For RNA sequencing, leaf discs from three plants were pooled together as one biological replicate and three biological replicates per genotype were analysed. cDNA synthesis, library preparation and sequencing were performed by BGI (https://www.bgi.com/). The raw sequence reads are available from EBI array express under the accession number E‐MTAB‐9129. Trimmomatic v0.39 (Bolger et al., 2014) was used to trim off the sequencing adapters and remove low quality bases using the following settings: LEADING:20 TRAILING:20 SLIDINGWINDOW:5:20 HEADCROP:1 MINLEN:35. The most recent version of the complete set of O. sativa transcripts (Osativa_323_v7.0.transcript.fa) was obtained from Phytozome V13 (Goodstein et al., 2011). The transcript sequences with correct 5’UTR and 3’UTR sequences (as per promoters and terminators used in the construct) corresponding to ZmCA, ZmPEPC, ZmMDH, ZmPPDK and ZmME were added to this file so that the transgenes could be simultaneously quantified with the rice transcriptome. The quality filtered trimmed reads were mapped to this modified reference transcriptome using Salmon (Patro et al., 2017). Prior to differential expression testing, the read counts for multiple isoforms of the same gene were summed to produce a single transcript abundance estimate per gene locus. These counts were then used as input to test for differential expression using DESeq2 v3.9 (Love et al., 2014). Genes were considered differentially expressed between WT and transgenic plants if the Benjamini–Hochberg adjusted P‐value was ≤0.01. The read counts for genes of the WT and transgenic rice lines are provided in Data S2. Accession numbers for endogenous rice genes that are orthologous to C4 transgenes and were used for comparison in Figure 1a are: OsKitaake01g256600.1.p (CA), OsKitaake08g251400.2.p (MDH), OsKitaake01g064200.1.p (NADP‐ME), OsKitaake02g105200.1.p (PEPC), OsKitaake05g157000.1.p (PPDK).

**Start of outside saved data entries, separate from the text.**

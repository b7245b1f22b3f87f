//! Minimal element tree over quick-xml events.
//!
//! Schema and service documents are small and walked many times in
//! different orders (declarations, then references), so they are read once
//! into an owned tree that keeps the in-scope namespace bindings of every
//! element. Text content is not retained; nothing in XSD or WSDL that this
//! crate consumes lives in text nodes.

use crate::error::ParseError;
use crate::types::QName;
use quick_xml::Reader;
use quick_xml::events::{BytesStart, Event};
use std::collections::HashMap;
use std::rc::Rc;

/// Namespace bound to the reserved `xml` prefix.
pub const XML_NAMESPACE: &str = "http://www.w3.org/XML/1998/namespace";

type Scope = Rc<HashMap<String, String>>;

/// A parsed XML element with its attributes, children and namespace scope.
#[derive(Debug, Clone)]
pub struct XmlElement {
    /// Tag prefix, if the tag was prefixed.
    pub prefix: Option<String>,
    /// Local tag name.
    pub local: String,
    attributes: Vec<(String, String)>,
    children: Vec<XmlElement>,
    scope: Scope,
}

impl XmlElement {
    /// Returns the tag as written in the document.
    #[must_use]
    pub fn tag(&self) -> String {
        match &self.prefix {
            Some(prefix) => format!("{}:{}", prefix, self.local),
            None => self.local.clone(),
        }
    }

    /// Returns true if the local tag name matches.
    #[must_use]
    pub fn is(&self, local: &str) -> bool {
        self.local == local
    }

    /// Returns the namespace of the element's own tag.
    #[must_use]
    pub fn namespace(&self) -> Option<&str> {
        self.scope
            .get(self.prefix.as_deref().unwrap_or(""))
            .map(String::as_str)
    }

    /// Looks up an attribute by its name as written.
    #[must_use]
    pub fn attr(&self, name: &str) -> Option<&str> {
        self.attributes
            .iter()
            .find(|(key, _)| key == name)
            .map(|(_, value)| value.as_str())
    }

    /// Looks up an attribute that must be present.
    ///
    /// # Errors
    /// Returns `ParseError::MissingAttribute` if it is absent.
    pub fn required_attr(&self, name: &str) -> Result<&str, ParseError> {
        self.attr(name)
            .ok_or_else(|| ParseError::missing_attr(self.tag(), name))
    }

    /// Reads an attribute holding a prefixed name and resolves it.
    ///
    /// # Errors
    /// Returns `ParseError::UnboundPrefix` if the prefix has no binding.
    pub fn qname_attr(&self, name: &str) -> Result<Option<QName>, ParseError> {
        self.attr(name).map(|v| self.resolve_qname(v)).transpose()
    }

    /// Resolves a `prefix:local` value against this element's scope.
    ///
    /// Unprefixed values take the default namespace, if one is bound.
    ///
    /// # Errors
    /// Returns `ParseError::UnboundPrefix` if the prefix has no binding.
    pub fn resolve_qname(&self, value: &str) -> Result<QName, ParseError> {
        let value = value.trim();
        match value.split_once(':') {
            Some((prefix, local)) => {
                let namespace =
                    self.scope
                        .get(prefix)
                        .ok_or_else(|| ParseError::UnboundPrefix {
                            prefix: prefix.to_string(),
                            value: value.to_string(),
                        })?;
                Ok(QName::new(Some(namespace.as_str()), local))
            }
            None => Ok(QName::new(self.scope.get("").map(String::as_str), value)),
        }
    }

    /// Iterates over child elements in document order.
    pub fn children(&self) -> impl Iterator<Item = &XmlElement> {
        self.children.iter()
    }

    /// Iterates over child elements with the given local name.
    pub fn children_named<'a>(&'a self, local: &'a str) -> impl Iterator<Item = &'a XmlElement> {
        self.children.iter().filter(move |c| c.local == local)
    }

    /// Returns the first child element with the given local name.
    #[must_use]
    pub fn child(&self, local: &str) -> Option<&XmlElement> {
        self.children.iter().find(|c| c.local == local)
    }
}

/// Parses a document into its root element.
///
/// # Errors
/// Returns `ParseError` if the XML is malformed or has no single root.
pub fn parse_document(xml: &str) -> Result<XmlElement, ParseError> {
    let mut reader = Reader::from_str(xml);
    reader.config_mut().trim_text(true);

    let base: Scope = Rc::new(HashMap::from([(
        "xml".to_string(),
        XML_NAMESPACE.to_string(),
    )]));
    let mut stack: Vec<XmlElement> = Vec::new();
    let mut root = None;
    let mut buf = Vec::new();

    loop {
        match reader.read_event_into(&mut buf) {
            Ok(Event::Start(ref e)) => {
                let parent = stack.last().map_or(&base, |p| &p.scope);
                let element = open_element(e, parent)?;
                stack.push(element);
            }
            Ok(Event::Empty(ref e)) => {
                let parent = stack.last().map_or(&base, |p| &p.scope);
                let element = open_element(e, parent)?;
                attach(&mut stack, &mut root, element)?;
            }
            Ok(Event::End(_)) => {
                let element = stack
                    .pop()
                    .ok_or_else(|| ParseError::structure("unbalanced end tag"))?;
                attach(&mut stack, &mut root, element)?;
            }
            Ok(Event::Eof) => break,
            Err(e) => return Err(ParseError::Xml(e)),
            _ => {}
        }
        buf.clear();
    }

    if let Some(open) = stack.last() {
        return Err(ParseError::structure(format!(
            "element '{}' is not closed",
            open.tag()
        )));
    }

    root.ok_or_else(|| ParseError::structure("document has no root element"))
}

fn open_element(e: &BytesStart<'_>, parent: &Scope) -> Result<XmlElement, ParseError> {
    let name_bytes = e.name().as_ref().to_vec();
    let name = std::str::from_utf8(&name_bytes)?;
    let (prefix, local) = match name.split_once(':') {
        Some((p, l)) => (Some(p.to_string()), l.to_string()),
        None => (None, name.to_string()),
    };

    let mut attributes = Vec::new();
    let mut declared = Vec::new();

    for attr in e.attributes().flatten() {
        let key = std::str::from_utf8(attr.key.as_ref())?;
        let raw = std::str::from_utf8(&attr.value)?;
        let value = quick_xml::escape::unescape(raw)
            .map_err(|_| ParseError::invalid_attr(name, key, raw))?
            .into_owned();

        if key == "xmlns" {
            declared.push((String::new(), value));
        } else if let Some(bound) = key.strip_prefix("xmlns:") {
            declared.push((bound.to_string(), value));
        } else {
            attributes.push((key.to_string(), value));
        }
    }

    let scope = if declared.is_empty() {
        Rc::clone(parent)
    } else {
        let mut bindings = (**parent).clone();
        bindings.extend(declared);
        Rc::new(bindings)
    };

    Ok(XmlElement {
        prefix,
        local,
        attributes,
        children: Vec::new(),
        scope,
    })
}

fn attach(
    stack: &mut [XmlElement],
    root: &mut Option<XmlElement>,
    element: XmlElement,
) -> Result<(), ParseError> {
    if let Some(parent) = stack.last_mut() {
        parent.children.push(element);
        return Ok(());
    }
    if root.is_some() {
        return Err(ParseError::structure("document has more than one root element"));
    }
    *root = Some(element);
    Ok(())
}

Enzyme assays and immunodetection
Enzyme activities were determined using leaf extracts from fresh or frozen leaf tissue. For PPDK activity, a leaf disc was taken from the portion of leaf illuminated with the LI‐6800 (LI‐COR Biosciences, Lincoln, NE) during gas‐exchange measurements and immediately ground in a glass homogenizer in extraction buffer (Ashton et al., 1990; Voznesenskaya et al., 2003). PEPC activity was determined from the same fresh leaf extract (Pengelly et al., 2010). Additional leaf discs were frozen in liquid N2 and stored at −80 °C to later determine activities of Rubisco (Pengelly et al., 2010), NADP‐ME (Pengelly et al., 2012), MDH (Johnson and Hatch, 1970; Tsuchida et al., 2001) and CA (von Caemmerer et al., 2004). All enzyme activities were assayed at 25 °C and expressed per unit leaf surface area. Leaf chlorophyll content was determined spectrophotometrically in 80% acetone buffered with 25 mm 4‐(2‐hydroxyethyl)‐1‐piperazineethanesulfonic acid (Hepes)‐KOH (Porra et al., 1989).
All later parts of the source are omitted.